Stored data:
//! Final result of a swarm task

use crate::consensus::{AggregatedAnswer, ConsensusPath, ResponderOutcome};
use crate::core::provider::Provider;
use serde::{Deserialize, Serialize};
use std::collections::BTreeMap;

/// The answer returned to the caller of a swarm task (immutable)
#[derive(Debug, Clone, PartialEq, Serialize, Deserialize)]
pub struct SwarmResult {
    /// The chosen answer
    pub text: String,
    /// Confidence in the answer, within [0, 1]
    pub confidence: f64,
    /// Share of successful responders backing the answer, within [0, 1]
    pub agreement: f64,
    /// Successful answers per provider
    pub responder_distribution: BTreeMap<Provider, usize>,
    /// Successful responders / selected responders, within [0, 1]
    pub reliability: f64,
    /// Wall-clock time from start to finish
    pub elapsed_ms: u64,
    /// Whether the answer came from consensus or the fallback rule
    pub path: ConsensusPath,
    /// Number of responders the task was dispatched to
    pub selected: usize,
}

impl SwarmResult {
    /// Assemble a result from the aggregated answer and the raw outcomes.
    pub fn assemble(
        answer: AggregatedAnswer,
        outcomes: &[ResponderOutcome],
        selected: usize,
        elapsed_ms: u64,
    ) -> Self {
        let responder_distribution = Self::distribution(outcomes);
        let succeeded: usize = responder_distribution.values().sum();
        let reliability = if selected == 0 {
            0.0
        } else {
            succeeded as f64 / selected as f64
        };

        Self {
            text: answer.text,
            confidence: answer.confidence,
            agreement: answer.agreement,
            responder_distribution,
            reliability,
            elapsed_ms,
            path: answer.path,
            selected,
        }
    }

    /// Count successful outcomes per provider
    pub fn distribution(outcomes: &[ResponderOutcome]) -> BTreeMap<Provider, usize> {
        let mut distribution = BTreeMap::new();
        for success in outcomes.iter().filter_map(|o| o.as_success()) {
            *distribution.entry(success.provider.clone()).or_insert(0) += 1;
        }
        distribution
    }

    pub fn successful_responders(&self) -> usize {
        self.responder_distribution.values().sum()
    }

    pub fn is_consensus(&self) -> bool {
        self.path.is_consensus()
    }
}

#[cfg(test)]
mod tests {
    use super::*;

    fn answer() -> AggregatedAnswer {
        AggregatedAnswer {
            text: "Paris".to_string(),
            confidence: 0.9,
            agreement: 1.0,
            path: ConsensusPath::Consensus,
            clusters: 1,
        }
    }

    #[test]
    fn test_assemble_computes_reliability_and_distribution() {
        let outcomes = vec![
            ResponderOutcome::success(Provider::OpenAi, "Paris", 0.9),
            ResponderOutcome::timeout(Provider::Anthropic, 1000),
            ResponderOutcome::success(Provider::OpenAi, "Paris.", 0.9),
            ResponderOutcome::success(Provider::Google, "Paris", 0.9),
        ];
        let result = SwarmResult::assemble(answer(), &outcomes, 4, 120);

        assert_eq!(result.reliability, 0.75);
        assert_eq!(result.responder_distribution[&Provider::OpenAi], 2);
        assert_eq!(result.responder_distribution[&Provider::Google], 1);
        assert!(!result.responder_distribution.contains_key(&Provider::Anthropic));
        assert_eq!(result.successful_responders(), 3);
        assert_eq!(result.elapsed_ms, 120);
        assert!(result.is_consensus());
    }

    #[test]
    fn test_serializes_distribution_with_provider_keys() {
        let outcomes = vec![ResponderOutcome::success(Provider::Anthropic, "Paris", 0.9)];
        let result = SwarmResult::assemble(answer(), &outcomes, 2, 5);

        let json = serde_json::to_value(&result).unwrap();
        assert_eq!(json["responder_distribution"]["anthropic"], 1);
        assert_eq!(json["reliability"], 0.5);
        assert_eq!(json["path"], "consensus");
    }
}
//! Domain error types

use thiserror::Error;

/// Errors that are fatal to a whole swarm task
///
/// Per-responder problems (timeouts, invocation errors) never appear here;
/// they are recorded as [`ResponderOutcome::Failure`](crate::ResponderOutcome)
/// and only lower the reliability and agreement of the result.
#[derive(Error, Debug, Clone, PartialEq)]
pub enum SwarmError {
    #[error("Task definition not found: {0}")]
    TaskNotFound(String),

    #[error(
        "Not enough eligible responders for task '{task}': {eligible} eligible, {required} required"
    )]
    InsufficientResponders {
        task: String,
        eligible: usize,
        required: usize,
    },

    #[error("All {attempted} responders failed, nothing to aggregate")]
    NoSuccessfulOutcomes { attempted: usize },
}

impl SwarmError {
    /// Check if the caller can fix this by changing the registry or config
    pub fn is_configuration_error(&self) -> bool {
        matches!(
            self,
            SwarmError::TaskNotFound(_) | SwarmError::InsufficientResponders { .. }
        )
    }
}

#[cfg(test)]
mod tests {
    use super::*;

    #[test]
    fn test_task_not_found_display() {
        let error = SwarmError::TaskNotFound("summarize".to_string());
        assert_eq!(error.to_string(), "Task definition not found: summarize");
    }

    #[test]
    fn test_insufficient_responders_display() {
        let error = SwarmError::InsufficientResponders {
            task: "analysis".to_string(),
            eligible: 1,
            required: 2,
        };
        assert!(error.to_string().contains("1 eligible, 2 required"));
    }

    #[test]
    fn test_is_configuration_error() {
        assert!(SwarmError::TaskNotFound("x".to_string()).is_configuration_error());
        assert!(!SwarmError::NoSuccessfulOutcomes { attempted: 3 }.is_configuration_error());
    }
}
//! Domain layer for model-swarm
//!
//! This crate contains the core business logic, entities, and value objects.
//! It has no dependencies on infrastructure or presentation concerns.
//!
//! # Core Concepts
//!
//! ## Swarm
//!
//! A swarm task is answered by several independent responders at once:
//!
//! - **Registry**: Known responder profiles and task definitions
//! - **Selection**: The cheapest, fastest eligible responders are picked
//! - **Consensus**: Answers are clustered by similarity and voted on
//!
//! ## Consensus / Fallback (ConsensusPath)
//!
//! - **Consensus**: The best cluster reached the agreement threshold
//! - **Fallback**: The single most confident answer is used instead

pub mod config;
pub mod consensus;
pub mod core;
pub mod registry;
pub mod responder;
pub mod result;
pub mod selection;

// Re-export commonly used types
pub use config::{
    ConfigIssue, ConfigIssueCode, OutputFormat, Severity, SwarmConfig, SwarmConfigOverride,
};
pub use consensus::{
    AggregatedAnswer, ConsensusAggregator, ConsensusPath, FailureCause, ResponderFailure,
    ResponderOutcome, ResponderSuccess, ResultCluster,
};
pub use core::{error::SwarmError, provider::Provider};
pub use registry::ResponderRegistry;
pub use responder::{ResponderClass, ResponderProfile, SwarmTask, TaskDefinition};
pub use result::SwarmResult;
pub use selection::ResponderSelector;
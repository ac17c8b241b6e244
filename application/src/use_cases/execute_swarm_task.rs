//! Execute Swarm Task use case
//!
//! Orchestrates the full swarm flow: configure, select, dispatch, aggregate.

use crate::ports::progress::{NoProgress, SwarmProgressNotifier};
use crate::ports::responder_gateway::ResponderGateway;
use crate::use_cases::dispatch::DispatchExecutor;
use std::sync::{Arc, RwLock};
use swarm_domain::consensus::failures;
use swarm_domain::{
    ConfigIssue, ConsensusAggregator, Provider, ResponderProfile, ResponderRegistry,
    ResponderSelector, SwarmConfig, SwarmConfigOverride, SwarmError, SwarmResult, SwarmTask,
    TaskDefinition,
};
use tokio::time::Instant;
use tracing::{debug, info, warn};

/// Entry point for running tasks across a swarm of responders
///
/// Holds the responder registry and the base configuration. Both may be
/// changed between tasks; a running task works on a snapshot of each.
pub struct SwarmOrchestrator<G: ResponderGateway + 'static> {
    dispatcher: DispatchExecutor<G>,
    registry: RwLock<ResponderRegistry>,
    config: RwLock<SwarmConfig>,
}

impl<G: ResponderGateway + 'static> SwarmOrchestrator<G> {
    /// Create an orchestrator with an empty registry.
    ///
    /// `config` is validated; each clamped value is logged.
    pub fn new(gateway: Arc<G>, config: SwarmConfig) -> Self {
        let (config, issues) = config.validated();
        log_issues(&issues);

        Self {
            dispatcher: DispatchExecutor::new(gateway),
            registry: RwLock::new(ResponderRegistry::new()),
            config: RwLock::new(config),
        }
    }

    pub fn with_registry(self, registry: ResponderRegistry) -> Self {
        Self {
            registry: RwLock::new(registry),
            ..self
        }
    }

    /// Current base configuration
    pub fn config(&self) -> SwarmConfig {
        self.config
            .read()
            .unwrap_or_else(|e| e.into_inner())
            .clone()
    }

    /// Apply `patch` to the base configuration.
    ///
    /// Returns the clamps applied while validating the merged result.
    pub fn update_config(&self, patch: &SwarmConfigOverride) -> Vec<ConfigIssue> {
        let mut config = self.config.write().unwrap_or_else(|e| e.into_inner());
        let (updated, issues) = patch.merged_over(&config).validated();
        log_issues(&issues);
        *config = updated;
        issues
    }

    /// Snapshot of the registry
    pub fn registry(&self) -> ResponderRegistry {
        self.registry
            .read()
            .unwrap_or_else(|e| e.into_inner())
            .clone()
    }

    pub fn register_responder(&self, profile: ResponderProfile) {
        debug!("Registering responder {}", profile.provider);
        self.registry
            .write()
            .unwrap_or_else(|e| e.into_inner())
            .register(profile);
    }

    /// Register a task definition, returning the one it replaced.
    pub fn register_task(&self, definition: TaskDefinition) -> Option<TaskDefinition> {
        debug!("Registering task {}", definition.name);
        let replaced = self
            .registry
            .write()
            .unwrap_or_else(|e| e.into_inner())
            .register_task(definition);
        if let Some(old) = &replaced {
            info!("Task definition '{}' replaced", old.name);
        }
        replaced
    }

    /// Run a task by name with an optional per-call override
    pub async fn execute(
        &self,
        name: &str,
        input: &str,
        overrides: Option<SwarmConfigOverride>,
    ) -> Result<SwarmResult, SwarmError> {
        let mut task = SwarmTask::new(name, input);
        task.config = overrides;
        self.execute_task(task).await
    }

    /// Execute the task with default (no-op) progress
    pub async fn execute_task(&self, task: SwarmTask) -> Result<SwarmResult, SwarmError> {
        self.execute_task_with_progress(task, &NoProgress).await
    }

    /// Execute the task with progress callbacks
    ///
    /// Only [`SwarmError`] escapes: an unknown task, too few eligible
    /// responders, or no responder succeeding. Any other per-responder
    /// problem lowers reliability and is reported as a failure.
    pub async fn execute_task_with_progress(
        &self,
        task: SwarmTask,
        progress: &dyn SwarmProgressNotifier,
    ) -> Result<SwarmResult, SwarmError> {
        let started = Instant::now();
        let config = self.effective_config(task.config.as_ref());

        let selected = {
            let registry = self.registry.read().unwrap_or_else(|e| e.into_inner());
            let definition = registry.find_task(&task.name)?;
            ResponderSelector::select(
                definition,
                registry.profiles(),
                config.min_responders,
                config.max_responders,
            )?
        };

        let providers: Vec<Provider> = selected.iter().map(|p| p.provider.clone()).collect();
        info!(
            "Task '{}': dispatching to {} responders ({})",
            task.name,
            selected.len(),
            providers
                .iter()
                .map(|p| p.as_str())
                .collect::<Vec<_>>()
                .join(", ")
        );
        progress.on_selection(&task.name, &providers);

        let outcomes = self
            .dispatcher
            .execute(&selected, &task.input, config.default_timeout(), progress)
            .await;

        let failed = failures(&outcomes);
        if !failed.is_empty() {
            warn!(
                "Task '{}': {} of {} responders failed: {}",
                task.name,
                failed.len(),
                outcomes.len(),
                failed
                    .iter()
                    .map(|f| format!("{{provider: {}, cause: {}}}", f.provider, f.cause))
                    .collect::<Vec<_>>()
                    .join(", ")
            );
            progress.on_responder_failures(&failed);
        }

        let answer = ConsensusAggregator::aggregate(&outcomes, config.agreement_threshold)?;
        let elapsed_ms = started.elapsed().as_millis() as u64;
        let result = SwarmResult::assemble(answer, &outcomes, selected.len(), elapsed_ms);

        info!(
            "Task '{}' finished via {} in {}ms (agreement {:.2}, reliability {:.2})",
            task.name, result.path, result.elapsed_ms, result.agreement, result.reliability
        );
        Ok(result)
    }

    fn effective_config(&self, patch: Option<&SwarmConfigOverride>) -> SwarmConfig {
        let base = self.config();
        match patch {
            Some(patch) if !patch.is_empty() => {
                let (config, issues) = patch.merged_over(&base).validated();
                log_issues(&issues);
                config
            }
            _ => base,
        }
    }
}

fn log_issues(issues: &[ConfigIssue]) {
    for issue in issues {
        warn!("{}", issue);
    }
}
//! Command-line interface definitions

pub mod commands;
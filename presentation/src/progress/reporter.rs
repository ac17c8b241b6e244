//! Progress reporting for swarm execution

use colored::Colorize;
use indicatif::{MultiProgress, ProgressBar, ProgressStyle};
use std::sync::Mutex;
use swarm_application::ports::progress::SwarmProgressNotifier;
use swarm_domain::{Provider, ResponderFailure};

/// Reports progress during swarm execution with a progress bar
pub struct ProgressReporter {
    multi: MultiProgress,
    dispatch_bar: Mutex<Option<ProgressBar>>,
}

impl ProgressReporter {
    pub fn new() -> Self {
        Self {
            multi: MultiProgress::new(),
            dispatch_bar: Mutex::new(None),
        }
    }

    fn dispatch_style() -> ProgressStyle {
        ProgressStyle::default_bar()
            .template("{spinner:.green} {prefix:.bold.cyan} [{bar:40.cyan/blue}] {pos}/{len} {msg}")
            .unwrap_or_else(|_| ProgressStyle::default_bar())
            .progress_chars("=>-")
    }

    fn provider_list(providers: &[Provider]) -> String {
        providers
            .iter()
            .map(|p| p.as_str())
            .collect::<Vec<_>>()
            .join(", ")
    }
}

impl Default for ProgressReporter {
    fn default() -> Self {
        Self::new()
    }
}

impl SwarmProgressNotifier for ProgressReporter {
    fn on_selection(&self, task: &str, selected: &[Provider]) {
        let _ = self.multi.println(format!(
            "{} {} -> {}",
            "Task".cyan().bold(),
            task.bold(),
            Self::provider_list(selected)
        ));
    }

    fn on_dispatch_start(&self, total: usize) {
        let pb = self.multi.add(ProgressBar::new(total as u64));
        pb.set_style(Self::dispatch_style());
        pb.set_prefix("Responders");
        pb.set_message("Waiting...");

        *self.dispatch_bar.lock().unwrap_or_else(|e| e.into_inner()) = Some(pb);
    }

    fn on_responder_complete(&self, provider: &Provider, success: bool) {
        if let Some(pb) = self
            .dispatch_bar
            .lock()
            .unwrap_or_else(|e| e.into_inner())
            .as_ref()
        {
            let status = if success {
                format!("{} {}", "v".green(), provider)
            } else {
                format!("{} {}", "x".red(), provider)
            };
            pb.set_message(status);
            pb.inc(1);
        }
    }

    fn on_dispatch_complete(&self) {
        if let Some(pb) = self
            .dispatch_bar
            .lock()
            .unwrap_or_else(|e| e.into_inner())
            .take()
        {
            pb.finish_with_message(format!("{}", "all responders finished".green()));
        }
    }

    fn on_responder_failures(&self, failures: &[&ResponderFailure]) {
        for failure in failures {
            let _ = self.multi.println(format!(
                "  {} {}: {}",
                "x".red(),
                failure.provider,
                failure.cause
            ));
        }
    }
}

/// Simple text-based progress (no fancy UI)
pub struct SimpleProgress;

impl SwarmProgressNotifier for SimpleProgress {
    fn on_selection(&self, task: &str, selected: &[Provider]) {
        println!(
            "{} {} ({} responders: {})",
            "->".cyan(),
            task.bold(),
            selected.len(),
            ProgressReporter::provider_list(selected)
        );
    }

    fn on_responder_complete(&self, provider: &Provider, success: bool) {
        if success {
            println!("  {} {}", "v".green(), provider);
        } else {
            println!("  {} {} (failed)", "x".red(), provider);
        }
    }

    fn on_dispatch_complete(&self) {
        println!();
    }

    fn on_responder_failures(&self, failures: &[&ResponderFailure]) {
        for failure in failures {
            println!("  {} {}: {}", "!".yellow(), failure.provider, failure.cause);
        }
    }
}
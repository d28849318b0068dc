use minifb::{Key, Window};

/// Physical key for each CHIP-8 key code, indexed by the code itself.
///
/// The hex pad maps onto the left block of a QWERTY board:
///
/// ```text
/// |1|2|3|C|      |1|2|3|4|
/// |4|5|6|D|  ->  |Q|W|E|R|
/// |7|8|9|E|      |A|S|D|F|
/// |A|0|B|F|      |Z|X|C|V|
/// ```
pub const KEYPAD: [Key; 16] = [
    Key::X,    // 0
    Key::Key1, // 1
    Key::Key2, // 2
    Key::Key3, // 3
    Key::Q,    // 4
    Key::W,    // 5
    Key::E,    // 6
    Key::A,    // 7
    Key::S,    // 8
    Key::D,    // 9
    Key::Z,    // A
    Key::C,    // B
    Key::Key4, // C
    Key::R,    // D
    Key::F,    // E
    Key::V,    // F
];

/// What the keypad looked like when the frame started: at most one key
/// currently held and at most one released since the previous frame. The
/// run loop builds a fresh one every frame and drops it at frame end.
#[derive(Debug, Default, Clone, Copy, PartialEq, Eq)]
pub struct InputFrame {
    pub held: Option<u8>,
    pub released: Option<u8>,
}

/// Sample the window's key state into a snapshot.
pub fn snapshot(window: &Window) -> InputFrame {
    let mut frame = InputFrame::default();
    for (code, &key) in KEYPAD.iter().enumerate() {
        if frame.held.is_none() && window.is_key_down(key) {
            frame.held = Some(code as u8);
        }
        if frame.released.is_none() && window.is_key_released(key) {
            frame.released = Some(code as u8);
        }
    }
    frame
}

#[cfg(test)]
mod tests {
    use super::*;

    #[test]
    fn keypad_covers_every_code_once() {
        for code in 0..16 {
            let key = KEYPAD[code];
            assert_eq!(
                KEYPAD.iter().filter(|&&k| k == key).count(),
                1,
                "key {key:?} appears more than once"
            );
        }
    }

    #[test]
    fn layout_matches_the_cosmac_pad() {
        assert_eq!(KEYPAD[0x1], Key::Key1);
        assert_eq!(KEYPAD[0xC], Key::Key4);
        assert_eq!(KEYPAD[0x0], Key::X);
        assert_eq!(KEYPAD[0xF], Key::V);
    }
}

**EXERCISE DETAILS**
Where does the word "tasks" appear in the records above? Return every line that holds it.

**COMPLETED EXERCISE**
/// Entry point for running tasks across a swarm of responders
/// changed between tasks; a running task works on a snapshot of each.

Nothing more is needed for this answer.